Ticket ID Description
PF-25537 Updated jackson-databind to version 2.9.10.4.
PF-25896 Responses from the /idp/spConnections administrative API endpoint no longer return the wsTrustVersion property for SAML connections.
PF-26012 PUT requests to the /idp/spConnections/{id} administrative API endpoint to update a WS-Federation connection that has an attribute datastore no longer remove all the attribute source settings from the connection.
PF-26020 Resolved a potential security vulnerability described in security bulletin SECBL016 on the Ping Identity Support website.
PF-26037 PingFederate no longer relies on an externally hosted polyfill.io JavaScript library.
PF-26087 The bulk import administrative API now works correctly for OAuth client set authentication selector instances when using externally-stored OAuth clients.

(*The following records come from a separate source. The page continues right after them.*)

//! In-memory filesystem for materialization tests.

use crate::errors::GenflowError;
use crate::fs::FileSystem;
use async_trait::async_trait;
use parking_lot::Mutex;
use std::collections::{BTreeMap, BTreeSet};
use std::io;
use std::path::{Path, PathBuf};

/// Files and directories of an [`InMemoryFileSystem`] at one point in time.
#[derive(Debug, Clone, Default, PartialEq, Eq)]
pub struct FsSnapshot {
    /// File contents by path.
    pub files: BTreeMap<PathBuf, Vec<u8>>,
    /// Existing directories.
    pub dirs: BTreeSet<PathBuf>,
}

#[derive(Debug, Default)]
struct State {
    tree: FsSnapshot,
    write_order: Vec<PathBuf>,
    fail_writes: BTreeSet<PathBuf>,
    partial_writes: BTreeSet<PathBuf>,
}

/// A [`FileSystem`] kept entirely in memory.
///
/// Behaves like a strict disk: writes need an existing parent directory and
/// only empty directories can be removed. Paths are compared verbatim.
#[derive(Debug, Default)]
pub struct InMemoryFileSystem {
    state: Mutex<State>,
}

fn not_found(path: &Path) -> GenflowError {
    GenflowError::io(path, io::Error::new(io::ErrorKind::NotFound, "no such file or directory"))
}

fn is_top(path: &Path) -> bool {
    path.parent().is_none() || path.as_os_str().is_empty()
}

impl State {
    fn dir_exists(&self, path: &Path) -> bool {
        is_top(path) || self.tree.dirs.contains(path)
    }

    fn add_dirs(&mut self, path: &Path) -> Result<(), GenflowError> {
        for dir in path.ancestors().filter(|d| !is_top(d)) {
            if self.tree.files.contains_key(dir) {
                return Err(GenflowError::io(
                    dir,
                    io::Error::new(io::ErrorKind::AlreadyExists, "a file is in the way"),
                ));
            }
            self.tree.dirs.insert(dir.to_path_buf());
        }
        Ok(())
    }
}

impl InMemoryFileSystem {
    /// Creates an empty filesystem.
    #[must_use]
    pub fn new() -> Self {
        Self::default()
    }

    /// Seeds a file and its parent directories without counting a write.
    pub fn insert_file(&self, path: impl AsRef<Path>, contents: impl AsRef<[u8]>) {
        let path = path.as_ref();
        let mut state = self.state.lock();
        if let Some(parent) = path.parent() {
            let _ = state.add_dirs(parent);
        }
        state
            .tree
            .files
            .insert(path.to_path_buf(), contents.as_ref().to_vec());
    }

    /// Makes every write to `path` fail.
    pub fn fail_writes_to(&self, path: impl Into<PathBuf>) {
        self.state.lock().fail_writes.insert(path.into());
    }

    /// Makes every write to `path` fail after leaving an empty file behind.
    pub fn fail_writes_partially_to(&self, path: impl Into<PathBuf>) {
        self.state.lock().partial_writes.insert(path.into());
    }

    /// Returns a file as UTF-8, if present.
    #[must_use]
    pub fn read_string(&self, path: impl AsRef<Path>) -> Option<String> {
        self.state
            .lock()
            .tree
            .files
            .get(path.as_ref())
            .map(|bytes| String::from_utf8_lossy(bytes).into_owned())
    }

    /// Returns every file path in sorted order.
    #[must_use]
    pub fn files(&self) -> Vec<PathBuf> {
        self.state.lock().tree.files.keys().cloned().collect()
    }

    /// Returns the paths written so far, in write order.
    #[must_use]
    pub fn write_order(&self) -> Vec<PathBuf> {
        self.state.lock().write_order.clone()
    }

    /// Returns the number of successful writes.
    #[must_use]
    pub fn write_count(&self) -> usize {
        self.state.lock().write_order.len()
    }

    /// Returns the total size of all files.
    #[must_use]
    pub fn total_bytes(&self) -> usize {
        self.state.lock().tree.files.values().map(Vec::len).sum()
    }

    /// Captures the current files and directories.
    #[must_use]
    pub fn snapshot(&self) -> FsSnapshot {
        self.state.lock().tree.clone()
    }
}

#[async_trait]
impl FileSystem for InMemoryFileSystem {
    async fn create_dir_all(&self, path: &Path) -> Result<(), GenflowError> {
        self.state.lock().add_dirs(path)
    }

    async fn write_file(&self, path: &Path, contents: &[u8]) -> Result<(), GenflowError> {
        let mut state = self.state.lock();
        if state.fail_writes.contains(path) {
            return Err(GenflowError::io(path, io::Error::other("injected write failure")));
        }
        if state.tree.dirs.contains(path) {
            return Err(GenflowError::io(
                path,
                io::Error::new(io::ErrorKind::AlreadyExists, "is a directory"),
            ));
        }
        if !path.parent().map_or(true, |parent| state.dir_exists(parent)) {
            return Err(not_found(path));
        }
        if state.partial_writes.contains(path) {
            state.tree.files.insert(path.to_path_buf(), Vec::new());
            return Err(GenflowError::io(path, io::Error::other("injected partial write")));
        }

        state.tree.files.insert(path.to_path_buf(), contents.to_vec());
        state.write_order.push(path.to_path_buf());
        Ok(())
    }

    async fn file_exists(&self, path: &Path) -> bool {
        self.state.lock().tree.files.contains_key(path)
    }

    async fn dir_exists(&self, path: &Path) -> bool {
        self.state.lock().dir_exists(path)
    }

    async fn read_file(&self, path: &Path) -> Result<Vec<u8>, GenflowError> {
        self.state
            .lock()
            .tree
            .files
            .get(path)
            .cloned()
            .ok_or_else(|| not_found(path))
    }

    async fn remove_file(&self, path: &Path) -> Result<(), GenflowError> {
        self.state
            .lock()
            .tree
            .files
            .remove(path)
            .map(|_| ())
            .ok_or_else(|| not_found(path))
    }

    async fn remove_dir(&self, path: &Path) -> Result<(), GenflowError> {
        let mut state = self.state.lock();
        if !state.tree.dirs.contains(path) {
            return Err(not_found(path));
        }

        let child_of = |p: &PathBuf| p.parent() == Some(path);
        let occupied =
            state.tree.files.keys().any(child_of) || state.tree.dirs.iter().any(child_of);
        if occupied {
            return Err(GenflowError::io(
                path,
                io::Error::new(io::ErrorKind::Other, "directory not empty"),
            ));
        }

        state.tree.dirs.remove(path);
        Ok(())
    }
}

#[cfg(test)]
mod tests {
    use super::*;

    #[tokio::test]
    async fn test_write_requires_parent() {
        let fs = InMemoryFileSystem::new();
        assert!(fs.write_file(Path::new("/a/b.txt"), b"x").await.is_err());

        fs.create_dir_all(Path::new("/a")).await.unwrap();
        fs.write_file(Path::new("/a/b.txt"), b"x").await.unwrap();
        assert_eq!(fs.read_string("/a/b.txt").as_deref(), Some("x"));
        assert_eq!(fs.write_count(), 1);
    }

    #[tokio::test]
    async fn test_remove_dir_requires_empty() {
        let fs = InMemoryFileSystem::new();
        fs.insert_file("/a/b/c.txt", "c");

        assert!(fs.remove_dir(Path::new("/a/b")).await.is_err());
        fs.remove_file(Path::new("/a/b/c.txt")).await.unwrap();
        fs.remove_dir(Path::new("/a/b")).await.unwrap();
        assert!(!fs.dir_exists(Path::new("/a/b")).await);
        assert!(fs.dir_exists(Path::new("/a")).await);
    }

    #[tokio::test]
    async fn test_injected_failure() {
        let fs = InMemoryFileSystem::new();
        fs.fail_writes_to("/x.txt");

        let err = fs.write_file(Path::new("/x.txt"), b"x").await.unwrap_err();
        assert_eq!(err.code(), "FS-IO");
        assert_eq!(fs.write_count(), 0);
    }

    #[tokio::test]
    async fn test_injected_partial_failure_leaves_empty_file() {
        let fs = InMemoryFileSystem::new();
        fs.insert_file("/p/a.txt", "full");
        fs.fail_writes_partially_to("/p/a.txt");

        assert!(fs.write_file(Path::new("/p/a.txt"), b"new").await.is_err());
        assert_eq!(fs.read_string("/p/a.txt").as_deref(), Some(""));
        assert_eq!(fs.write_count(), 0);
    }

    #[test]
    fn test_snapshot_compares_trees() {
        let fs = InMemoryFileSystem::new();
        fs.insert_file("/p/a.txt", "a");
        let before = fs.snapshot();

        fs.insert_file("/p/q/b.txt", "b");
        assert_ne!(fs.snapshot(), before);
        assert!(before.dirs.contains(Path::new("/p")));
    }
}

PF-26091 When PingFederate gets attributes from a REST API datastore and authenticates with the OAuth 2.0 bearer token method, PingFederate now correctly reuses the valid token for subsequent calls to the datastore.
PF-26097

Get requests to the /oauth/authServerSettings administrative API endpoint now correctly return persistentGrantLifetime:-1 when Persistent Grant Max Lifetime is set to Grants Do Not Expire, and return persistentGrantIdleTimeout:-1 when Persistent Grant Idle Timeout is set to Grants Do Not Timeout Due to Inactivity.

PUT requests to the /oauth/authServerSettings endpoint now allow the value -1 for persistentGrantLifetime to indicate no expiration, and for persistentGrantIdleTimeout to indicate no timeout.